Data supplied:
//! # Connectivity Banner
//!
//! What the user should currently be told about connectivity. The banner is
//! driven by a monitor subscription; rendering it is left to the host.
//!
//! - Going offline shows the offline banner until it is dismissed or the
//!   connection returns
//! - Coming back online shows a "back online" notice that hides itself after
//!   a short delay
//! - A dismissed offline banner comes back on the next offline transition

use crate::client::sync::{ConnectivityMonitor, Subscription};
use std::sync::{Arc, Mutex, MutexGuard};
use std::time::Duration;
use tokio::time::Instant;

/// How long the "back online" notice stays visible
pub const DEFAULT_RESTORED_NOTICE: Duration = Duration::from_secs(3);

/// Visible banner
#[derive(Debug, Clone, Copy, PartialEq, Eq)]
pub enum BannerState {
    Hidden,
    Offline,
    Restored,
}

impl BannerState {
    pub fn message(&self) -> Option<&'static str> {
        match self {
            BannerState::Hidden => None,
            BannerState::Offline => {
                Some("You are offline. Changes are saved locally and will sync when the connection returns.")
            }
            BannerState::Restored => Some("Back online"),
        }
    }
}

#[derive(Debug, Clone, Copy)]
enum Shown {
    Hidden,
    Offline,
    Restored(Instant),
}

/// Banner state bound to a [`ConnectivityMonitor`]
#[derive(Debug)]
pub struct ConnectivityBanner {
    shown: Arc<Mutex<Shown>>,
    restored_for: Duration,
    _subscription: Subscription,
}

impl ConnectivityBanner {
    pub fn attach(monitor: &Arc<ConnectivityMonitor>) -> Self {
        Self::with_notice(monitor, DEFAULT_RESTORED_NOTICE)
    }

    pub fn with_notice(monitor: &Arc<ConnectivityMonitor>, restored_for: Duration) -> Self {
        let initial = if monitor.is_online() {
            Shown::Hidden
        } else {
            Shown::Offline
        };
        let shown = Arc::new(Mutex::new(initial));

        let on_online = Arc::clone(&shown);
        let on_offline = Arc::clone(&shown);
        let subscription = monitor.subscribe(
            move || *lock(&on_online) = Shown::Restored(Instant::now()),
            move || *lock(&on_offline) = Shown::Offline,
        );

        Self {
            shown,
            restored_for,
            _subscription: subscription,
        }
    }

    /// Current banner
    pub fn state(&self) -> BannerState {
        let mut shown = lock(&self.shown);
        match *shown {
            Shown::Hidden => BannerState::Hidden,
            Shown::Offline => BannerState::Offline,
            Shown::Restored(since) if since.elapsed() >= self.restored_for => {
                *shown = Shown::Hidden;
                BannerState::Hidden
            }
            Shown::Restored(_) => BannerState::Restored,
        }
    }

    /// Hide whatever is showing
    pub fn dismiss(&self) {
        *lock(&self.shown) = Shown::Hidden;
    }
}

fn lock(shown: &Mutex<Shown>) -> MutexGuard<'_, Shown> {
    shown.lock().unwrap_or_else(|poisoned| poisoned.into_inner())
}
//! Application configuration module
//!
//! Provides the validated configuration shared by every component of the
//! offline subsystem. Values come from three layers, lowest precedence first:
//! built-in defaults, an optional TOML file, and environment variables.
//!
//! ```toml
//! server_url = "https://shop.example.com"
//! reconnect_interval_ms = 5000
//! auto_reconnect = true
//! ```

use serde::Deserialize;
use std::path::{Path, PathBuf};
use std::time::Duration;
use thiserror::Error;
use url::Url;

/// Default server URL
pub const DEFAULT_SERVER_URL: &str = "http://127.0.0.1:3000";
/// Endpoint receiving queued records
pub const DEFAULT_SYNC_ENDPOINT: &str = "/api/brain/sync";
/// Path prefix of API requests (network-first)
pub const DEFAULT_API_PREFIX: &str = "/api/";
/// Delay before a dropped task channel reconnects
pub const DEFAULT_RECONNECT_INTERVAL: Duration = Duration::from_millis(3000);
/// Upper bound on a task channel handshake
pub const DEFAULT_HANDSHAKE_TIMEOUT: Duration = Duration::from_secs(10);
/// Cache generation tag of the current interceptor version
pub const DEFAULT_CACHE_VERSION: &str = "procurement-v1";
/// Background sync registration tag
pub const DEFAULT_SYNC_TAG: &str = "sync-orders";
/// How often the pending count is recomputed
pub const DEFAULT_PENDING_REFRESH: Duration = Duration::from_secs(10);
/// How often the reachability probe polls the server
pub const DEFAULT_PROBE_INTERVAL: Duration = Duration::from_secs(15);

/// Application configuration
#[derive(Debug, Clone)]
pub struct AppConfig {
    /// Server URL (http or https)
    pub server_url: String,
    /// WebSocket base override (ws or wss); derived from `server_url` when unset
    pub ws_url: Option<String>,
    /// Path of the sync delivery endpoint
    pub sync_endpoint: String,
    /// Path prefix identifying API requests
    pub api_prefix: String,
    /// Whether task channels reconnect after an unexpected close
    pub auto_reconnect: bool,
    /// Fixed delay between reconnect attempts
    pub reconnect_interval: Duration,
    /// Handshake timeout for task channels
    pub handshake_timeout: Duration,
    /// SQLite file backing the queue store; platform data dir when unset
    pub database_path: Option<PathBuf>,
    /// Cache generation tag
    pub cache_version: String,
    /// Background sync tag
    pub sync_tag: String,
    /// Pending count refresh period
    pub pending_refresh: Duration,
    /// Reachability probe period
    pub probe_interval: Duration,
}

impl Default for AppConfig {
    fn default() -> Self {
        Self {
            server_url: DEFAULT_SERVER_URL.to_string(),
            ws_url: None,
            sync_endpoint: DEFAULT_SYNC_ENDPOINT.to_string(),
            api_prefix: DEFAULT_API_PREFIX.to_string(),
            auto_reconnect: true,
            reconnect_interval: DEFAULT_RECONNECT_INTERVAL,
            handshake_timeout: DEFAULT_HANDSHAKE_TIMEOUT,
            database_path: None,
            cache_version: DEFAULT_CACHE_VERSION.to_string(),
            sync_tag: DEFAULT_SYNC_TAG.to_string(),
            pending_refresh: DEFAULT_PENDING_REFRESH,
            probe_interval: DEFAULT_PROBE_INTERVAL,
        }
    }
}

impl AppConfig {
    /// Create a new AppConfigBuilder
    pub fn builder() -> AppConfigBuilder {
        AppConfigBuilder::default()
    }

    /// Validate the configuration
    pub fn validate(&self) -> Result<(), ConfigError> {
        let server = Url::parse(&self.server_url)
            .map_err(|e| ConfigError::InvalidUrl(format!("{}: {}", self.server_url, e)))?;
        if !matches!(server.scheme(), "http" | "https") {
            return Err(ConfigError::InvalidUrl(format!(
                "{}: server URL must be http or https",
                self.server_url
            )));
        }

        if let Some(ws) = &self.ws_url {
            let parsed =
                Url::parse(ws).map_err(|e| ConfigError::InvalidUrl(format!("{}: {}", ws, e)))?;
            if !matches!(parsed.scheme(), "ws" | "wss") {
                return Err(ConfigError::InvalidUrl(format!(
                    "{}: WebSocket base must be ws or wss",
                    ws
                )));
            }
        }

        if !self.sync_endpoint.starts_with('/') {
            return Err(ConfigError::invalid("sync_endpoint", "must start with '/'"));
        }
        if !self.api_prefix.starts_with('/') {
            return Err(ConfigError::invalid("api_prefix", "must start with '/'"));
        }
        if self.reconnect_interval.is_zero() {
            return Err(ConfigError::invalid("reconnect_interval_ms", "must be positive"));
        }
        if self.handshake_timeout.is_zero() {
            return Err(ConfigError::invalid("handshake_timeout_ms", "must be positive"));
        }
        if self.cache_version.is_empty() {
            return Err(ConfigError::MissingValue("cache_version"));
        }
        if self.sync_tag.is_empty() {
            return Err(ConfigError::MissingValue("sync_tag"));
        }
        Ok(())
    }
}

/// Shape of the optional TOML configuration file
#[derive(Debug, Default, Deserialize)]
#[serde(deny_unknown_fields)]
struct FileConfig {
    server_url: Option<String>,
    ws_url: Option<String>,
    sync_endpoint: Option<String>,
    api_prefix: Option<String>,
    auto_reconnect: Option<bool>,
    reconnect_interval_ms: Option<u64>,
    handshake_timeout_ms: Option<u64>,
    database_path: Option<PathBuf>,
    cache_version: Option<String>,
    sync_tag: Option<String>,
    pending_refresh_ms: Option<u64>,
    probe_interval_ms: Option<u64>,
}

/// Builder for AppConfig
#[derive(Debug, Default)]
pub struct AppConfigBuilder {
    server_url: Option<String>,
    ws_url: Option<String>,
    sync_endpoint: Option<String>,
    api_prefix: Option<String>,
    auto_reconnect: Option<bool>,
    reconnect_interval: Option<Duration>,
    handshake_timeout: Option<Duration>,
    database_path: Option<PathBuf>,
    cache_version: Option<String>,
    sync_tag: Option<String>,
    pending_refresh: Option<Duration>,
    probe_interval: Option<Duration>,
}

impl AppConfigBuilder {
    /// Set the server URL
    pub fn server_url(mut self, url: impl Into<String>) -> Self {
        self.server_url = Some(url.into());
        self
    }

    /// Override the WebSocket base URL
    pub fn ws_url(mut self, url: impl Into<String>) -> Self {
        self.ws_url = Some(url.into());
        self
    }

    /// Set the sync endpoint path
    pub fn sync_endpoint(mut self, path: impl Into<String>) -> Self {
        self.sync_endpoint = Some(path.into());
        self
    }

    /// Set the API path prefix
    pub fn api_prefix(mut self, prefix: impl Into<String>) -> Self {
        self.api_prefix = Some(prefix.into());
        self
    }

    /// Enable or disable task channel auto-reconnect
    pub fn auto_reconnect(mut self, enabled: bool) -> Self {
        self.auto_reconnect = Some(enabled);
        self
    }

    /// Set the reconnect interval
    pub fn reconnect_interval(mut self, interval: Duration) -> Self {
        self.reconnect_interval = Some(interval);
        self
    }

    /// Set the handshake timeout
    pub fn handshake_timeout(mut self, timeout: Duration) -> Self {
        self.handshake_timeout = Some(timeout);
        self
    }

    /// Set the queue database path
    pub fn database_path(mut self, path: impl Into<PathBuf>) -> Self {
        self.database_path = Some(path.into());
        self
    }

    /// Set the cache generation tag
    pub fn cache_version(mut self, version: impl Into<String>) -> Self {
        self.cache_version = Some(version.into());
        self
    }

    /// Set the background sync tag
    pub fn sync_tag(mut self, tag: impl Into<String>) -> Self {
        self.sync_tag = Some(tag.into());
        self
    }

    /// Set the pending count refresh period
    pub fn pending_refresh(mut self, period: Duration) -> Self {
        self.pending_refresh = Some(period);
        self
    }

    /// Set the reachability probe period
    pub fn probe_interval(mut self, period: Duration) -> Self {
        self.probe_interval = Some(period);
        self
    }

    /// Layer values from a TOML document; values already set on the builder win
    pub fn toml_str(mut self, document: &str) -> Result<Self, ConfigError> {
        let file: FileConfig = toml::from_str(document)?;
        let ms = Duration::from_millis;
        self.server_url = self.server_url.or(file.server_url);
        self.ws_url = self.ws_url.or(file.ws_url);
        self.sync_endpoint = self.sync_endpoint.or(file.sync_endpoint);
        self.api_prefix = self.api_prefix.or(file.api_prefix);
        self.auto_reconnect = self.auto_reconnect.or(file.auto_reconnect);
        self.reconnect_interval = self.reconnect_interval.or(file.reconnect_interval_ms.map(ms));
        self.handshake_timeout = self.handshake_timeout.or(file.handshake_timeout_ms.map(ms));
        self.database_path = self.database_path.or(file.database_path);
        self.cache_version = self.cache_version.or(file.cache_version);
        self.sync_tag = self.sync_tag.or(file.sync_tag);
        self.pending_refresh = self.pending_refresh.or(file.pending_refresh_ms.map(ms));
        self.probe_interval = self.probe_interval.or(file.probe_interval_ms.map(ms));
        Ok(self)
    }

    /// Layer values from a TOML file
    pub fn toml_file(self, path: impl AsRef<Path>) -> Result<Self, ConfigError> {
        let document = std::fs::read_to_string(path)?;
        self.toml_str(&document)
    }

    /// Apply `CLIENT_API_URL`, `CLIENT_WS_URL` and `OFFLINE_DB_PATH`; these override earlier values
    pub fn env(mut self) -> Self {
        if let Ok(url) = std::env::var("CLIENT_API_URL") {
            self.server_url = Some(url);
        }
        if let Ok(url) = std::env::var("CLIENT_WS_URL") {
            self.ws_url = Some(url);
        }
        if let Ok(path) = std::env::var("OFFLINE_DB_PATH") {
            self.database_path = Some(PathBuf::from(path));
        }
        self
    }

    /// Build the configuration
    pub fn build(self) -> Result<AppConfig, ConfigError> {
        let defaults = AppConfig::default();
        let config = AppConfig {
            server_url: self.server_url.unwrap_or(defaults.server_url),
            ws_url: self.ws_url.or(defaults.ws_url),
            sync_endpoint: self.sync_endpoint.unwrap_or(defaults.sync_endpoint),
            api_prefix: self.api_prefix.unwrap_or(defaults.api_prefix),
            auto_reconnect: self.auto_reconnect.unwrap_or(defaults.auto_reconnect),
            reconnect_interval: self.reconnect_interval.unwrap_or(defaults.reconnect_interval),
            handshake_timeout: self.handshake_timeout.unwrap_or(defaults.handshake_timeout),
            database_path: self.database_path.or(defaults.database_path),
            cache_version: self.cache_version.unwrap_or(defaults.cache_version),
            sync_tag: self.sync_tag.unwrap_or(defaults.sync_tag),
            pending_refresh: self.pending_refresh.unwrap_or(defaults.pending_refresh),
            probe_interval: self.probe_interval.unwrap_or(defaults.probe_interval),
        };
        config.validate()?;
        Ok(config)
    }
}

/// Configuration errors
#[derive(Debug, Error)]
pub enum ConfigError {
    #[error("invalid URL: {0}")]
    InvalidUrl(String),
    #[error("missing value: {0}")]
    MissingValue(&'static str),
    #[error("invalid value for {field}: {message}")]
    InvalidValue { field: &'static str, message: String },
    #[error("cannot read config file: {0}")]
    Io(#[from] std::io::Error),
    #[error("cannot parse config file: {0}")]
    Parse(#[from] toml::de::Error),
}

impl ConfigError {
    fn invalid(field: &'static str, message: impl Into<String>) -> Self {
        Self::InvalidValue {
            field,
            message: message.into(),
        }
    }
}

Activity: Everything from the first line of the records through the line containing "use tokio::time::Instant;" is to be set down exactly, while later lines are left out.

Result for this task:
//! # Connectivity Banner
//!
//! What the user should currently be told about connectivity. The banner is
//! driven by a monitor subscription; rendering it is left to the host.
//!
//! - Going offline shows the offline banner until it is dismissed or the
//!   connection returns
//! - Coming back online shows a "back online" notice that hides itself after
//!   a short delay
//! - A dismissed offline banner comes back on the next offline transition

use crate::client::sync::{ConnectivityMonitor, Subscription};
use std::sync::{Arc, Mutex, MutexGuard};
use std::time::Duration;
use tokio::time::Instant;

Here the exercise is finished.